More than half of all chatbot suggestions lean towards two dominant political blocs, a data watchdog has found
The Dutch data protection authority (PA) has warned voters not to rely on artificial intelligence chatbots for advice ahead of national elections, saying the tools provide unreliable information and could point users towards two major opposition parties.
AI’s advice disproportionately favored two vanguard blocs – the right-wing Freedom Party (PVV) and the left-wing GroenLinks-PvdA alliance – accounting for 56% of responses, a concentration that contrasts with the highly fragmented 15-party Dutch parliament, the regulator said. Opinion polls project that the two blocs could win just over a third of the votes in the Oct. 29 elections, he added.
According to the report, some parties, including the center-right CDA, “they are almost never mentioned, even when user input exactly matches the positions of one of these parties.”

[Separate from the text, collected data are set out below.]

//! Shared types for vSphere host and tag management.

use crate::error::{VmwareError, VmwareErrorKind, VmwareResult};
use secrecy::SecretString;
use serde::{Deserialize, Serialize};
use std::fmt;

// ━━━━━━━━━━━━━━━━━━━━━━━━━━━━━━━━━━━━━━━━━━━━━━━━━━━━━━━━━━━━━━━━━━
//  Connection / Config
// ━━━━━━━━━━━━━━━━━━━━━━━━━━━━━━━━━━━━━━━━━━━━━━━━━━━━━━━━━━━━━━━━━━

/// Top-level configuration for connecting to a vCenter / ESXi host.
#[derive(Debug, Clone)]
pub struct VsphereConfig {
    /// vCenter or ESXi hostname / IP (e.g. "vcenter.lab.local")
    pub host: String,
    /// Port (default 443)
    pub port: u16,
    /// Username (e.g. "administrator@vsphere.local")
    pub username: String,
    /// Password
    pub password: SecretString,
    /// Skip TLS certificate verification (self-signed labs)
    pub insecure: bool,
    /// Request timeout in seconds
    pub timeout_secs: u64,
}

fn default_port() -> u16 { 443 }
fn default_timeout() -> u64 { 30 }

impl VsphereConfig {
    pub fn new(host: impl Into<String>, username: impl Into<String>, password: impl Into<String>) -> Self {
        Self {
            host: host.into(),
            port: default_port(),
            username: username.into(),
            password: SecretString::new(password.into()),
            insecure: false,
            timeout_secs: default_timeout(),
        }
    }

    /// `https://{host}:{port}`
    pub fn base_url(&self) -> String {
        format!("https://{}:{}", self.host, self.port)
    }

    /// Reject host values that cannot form an HTTPS URL.
    pub fn validate(&self) -> VmwareResult<()> {
        if self.host.trim().is_empty() {
            return Err(VmwareError::new(VmwareErrorKind::Other, "vCenter hostname is empty"));
        }
        let url = url::Url::parse(&self.base_url())
            .map_err(|e| VmwareError::new(VmwareErrorKind::Other, format!("Invalid vCenter address '{}': {e}", self.host)))?;
        if url.host_str().is_none() || url.path() != "/" {
            return Err(VmwareError::new(
                VmwareErrorKind::Other,
                format!("Invalid vCenter address '{}'", self.host),
            ));
        }
        Ok(())
    }
}

// ━━━━━━━━━━━━━━━━━━━━━━━━━━━━━━━━━━━━━━━━━━━━━━━━━━━━━━━━━━━━━━━━━━
//  Managed object references
// ━━━━━━━━━━━━━━━━━━━━━━━━━━━━━━━━━━━━━━━━━━━━━━━━━━━━━━━━━━━━━━━━━━

/// vim25 managed-object reference (e.g. `HostSystem:host-42`).
#[derive(Debug, Clone, PartialEq, Eq, Hash, Serialize, Deserialize)]
pub struct MoRef {
    #[serde(rename = "type")]
    pub kind: String,
    pub value: String,
}

impl MoRef {
    pub fn new(kind: impl Into<String>, value: impl Into<String>) -> Self {
        Self { kind: kind.into(), value: value.into() }
    }
}

impl fmt::Display for MoRef {
    fn fmt(&self, f: &mut fmt::Formatter<'_>) -> fmt::Result {
        write!(f, "{}:{}", self.kind, self.value)
    }
}

// ━━━━━━━━━━━━━━━━━━━━━━━━━━━━━━━━━━━━━━━━━━━━━━━━━━━━━━━━━━━━━━━━━━
//  Hosts
// ━━━━━━━━━━━━━━━━━━━━━━━━━━━━━━━━━━━━━━━━━━━━━━━━━━━━━━━━━━━━━━━━━━

#[derive(Debug, Clone, Copy, Serialize, Deserialize, PartialEq, Eq)]
#[serde(rename_all = "camelCase")]
pub enum HostConnectionState {
    Connected,
    Disconnected,
    NotResponding,
    #[serde(other)]
    Unknown,
}

impl Default for HostConnectionState {
    fn default() -> Self { Self::Unknown }
}

impl HostConnectionState {
    /// Parse the vim25 `HostSystemConnectionState` string.
    pub fn from_vim(s: &str) -> Self {
        match s {
            "connected" => Self::Connected,
            "disconnected" => Self::Disconnected,
            "notResponding" => Self::NotResponding,
            _ => Self::Unknown,
        }
    }
}

/// An ESXi host as seen through the inventory.
#[derive(Debug, Clone, PartialEq, Eq)]
pub struct ManagedHost {
    pub name: String,
    pub moref: MoRef,
    pub connection_state: HostConnectionState,
    /// `configManager.graphicsManager`; absent on hosts without graphics support
    pub graphics_manager: Option<MoRef>,
    /// `configManager.serviceSystem`
    pub service_system: Option<MoRef>,
}

impl ManagedHost {
    pub fn is_connected(&self) -> bool {
        self.connection_state == HostConnectionState::Connected
    }
}

/// A cluster and its member hosts, in the order vCenter reports them.
#[derive(Debug, Clone, PartialEq, Eq)]
pub struct ClusterInfo {
    pub name: String,
    pub moref: MoRef,
    pub hosts: Vec<MoRef>,
}

// ━━━━━━━━━━━━━━━━━━━━━━━━━━━━━━━━━━━━━━━━━━━━━━━━━━━━━━━━━━━━━━━━━━
//  Graphics
// ━━━━━━━━━━━━━━━━━━━━━━━━━━━━━━━━━━━━━━━━━━━━━━━━━━━━━━━━━━━━━━━━━━

/// `HostGraphicsConfigGraphicsType`.
#[derive(Debug, Clone, Copy, Serialize, Deserialize, PartialEq, Eq)]
#[serde(rename_all = "camelCase")]
pub enum GraphicsType {
    Shared,
    SharedDirect,
    /// Any value this client does not know; never equal to a desired value.
    #[serde(skip_deserializing)]
    Other,
}

impl GraphicsType {
    pub fn from_vim(s: &str) -> Self {
        match s {
            "shared" => Self::Shared,
            "sharedDirect" => Self::SharedDirect,
            _ => Self::Other,
        }
    }

    pub fn as_vim(&self) -> &'static str {
        match self {
            Self::Shared => "shared",
            Self::SharedDirect => "sharedDirect",
            Self::Other => "other",
        }
    }
}

impl fmt::Display for GraphicsType {
    fn fmt(&self, f: &mut fmt::Formatter<'_>) -> fmt::Result {
        f.write_str(self.as_vim())
    }
}

/// `HostGraphicsConfigSharedPassthruAssignmentPolicy`.
#[derive(Debug, Clone, Copy, Serialize, Deserialize, PartialEq, Eq)]
#[serde(rename_all = "camelCase")]
pub enum AssignmentPolicy {
    Consolidation,
    Performance,
    #[serde(skip_deserializing)]
    Other,
}

impl AssignmentPolicy {
    pub fn from_vim(s: &str) -> Self {
        match s {
            "consolidation" => Self::Consolidation,
            "performance" => Self::Performance,
            _ => Self::Other,
        }
    }

    pub fn as_vim(&self) -> &'static str {
        match self {
            Self::Consolidation => "consolidation",
            Self::Performance => "performance",
            Self::Other => "other",
        }
    }
}

impl fmt::Display for AssignmentPolicy {
    fn fmt(&self, f: &mut fmt::Formatter<'_>) -> fmt::Result {
        f.write_str(self.as_vim())
    }
}

/// Per-device graphics type override (`HostGraphicsConfigDeviceType`).
#[derive(Debug, Clone, PartialEq, Eq, Serialize, Deserialize)]
#[serde(rename_all = "camelCase")]
pub struct DeviceGraphicsType {
    pub device_id: String,
    pub graphics_type: String,
}

/// `HostGraphicsConfig` as read from / written to the graphics manager.
#[derive(Debug, Clone, PartialEq, Eq, Serialize, Deserialize)]
#[serde(rename_all = "camelCase")]
pub struct GraphicsConfig {
    pub host_default_graphics_type: GraphicsType,
    pub shared_passthru_assignment_policy: AssignmentPolicy,
    /// Carried through unchanged on update.
    #[serde(default)]
    pub device_types: Vec<DeviceGraphicsType>,
}

impl GraphicsConfig {
    pub fn new(graphics_type: GraphicsType, policy: AssignmentPolicy) -> Self {
        Self {
            host_default_graphics_type: graphics_type,
            shared_passthru_assignment_policy: policy,
            device_types: Vec::new(),
        }
    }
}

// ━━━━━━━━━━━━━━━━━━━━━━━━━━━━━━━━━━━━━━━━━━━━━━━━━━━━━━━━━━━━━━━━━━
//  Tagging
// ━━━━━━━━━━━━━━━━━━━━━━━━━━━━━━━━━━━━━━━━━━━━━━━━━━━━━━━━━━━━━━━━━━

/// Tag detail (GET /api/cis/tagging/tag/{id}).
#[derive(Debug, Clone, PartialEq, Eq, Serialize, Deserialize)]
pub struct TagInfo {
    pub id: String,
    pub name: String,
    #[serde(default)]
    pub description: String,
    pub category_id: String,
    #[serde(default)]
    pub used_by: Vec<String>,
}

/// Category detail (GET /api/cis/tagging/category/{id}).
#[derive(Debug, Clone, PartialEq, Eq, Serialize, Deserialize)]
pub struct CategoryInfo {
    pub id: String,
    pub name: String,
    #[serde(default)]
    pub description: String,
    #[serde(default)]
    pub cardinality: Option<String>,
    #[serde(default)]
    pub associable_types: Vec<String>,
    #[serde(default)]
    pub used_by: Vec<String>,
}

/// Body of POST /api/cis/tagging/tag.
#[derive(Debug, Clone, PartialEq, Eq, Serialize, Deserialize)]
pub struct TagCreateSpec {
    pub name: String,
    pub description: String,
    pub category_id: String,
}

/// Body of PATCH /api/cis/tagging/tag/{id}. Only the description is mutable.
#[derive(Debug, Clone, PartialEq, Eq, Serialize, Deserialize)]
pub struct TagUpdateSpec {
    #[serde(skip_serializing_if = "Option::is_none")]
    pub description: Option<String>,
}

/// vAPI error body returned by the REST API on failure.
#[derive(Debug, Clone, Default, Deserialize)]
pub struct VapiError {
    #[serde(default)]
    pub error_type: Option<String>,
    #[serde(default)]
    pub messages: Vec<VapiMessage>,
}

#[derive(Debug, Clone, Default, Deserialize)]
pub struct VapiMessage {
    #[serde(default)]
    pub id: Option<String>,
    #[serde(default)]
    pub default_message: String,
}

impl VapiError {
    /// All `default_message`s joined by a space, the way the SDK renders them.
    pub fn message(&self) -> Option<String> {
        let parts: Vec<&str> = self
            .messages
            .iter()
            .map(|m| m.default_message.as_str())
            .filter(|m| !m.is_empty())
            .collect();
        if parts.is_empty() {
            None
        } else {
            Some(parts.join(" "))
        }
    }
}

“Chatbots may seem like smart tools, but as voting aids, they consistently fail.” said the vice president of the control body, Monique Verdier, describing its operation as “unclear and difficult to verify.”
He said the technology risked steering voters towards a party that did not necessarily reflect their political views.
“We therefore caution against using chatbots with artificial intelligence to give voting advice.” Verdier added.

The agency tested four major chatbots, which it did not name, and found that they sometimes advised voting for one of the two major parties, even when they explicitly fed the campaign platform of a smaller party.
The early elections in the Netherlands were triggered months ago by the collapse of the right-wing coalition after the departure of the PVV, led by deputy Geert Wilders. The vote is widely seen as a contest between forming a new all-conservative government or a more centrist or center-right coalition.
An international study coordinated by the European Broadcasting Union and the BBC found that leading AI assistants, including ChatGPT and Google’s Gemini, distorted news content in almost half of their responses. The research analyzed more than 3,000 AI-generated responses in 14 languages and concluded that 45% contained “at least one major problem” when addressing news-related queries.
OpenAI and Microsoft have previously acknowledged that so-called “hallucinations” – cases where an AI system generates incorrect or misleading information – remain an issue they are working to address.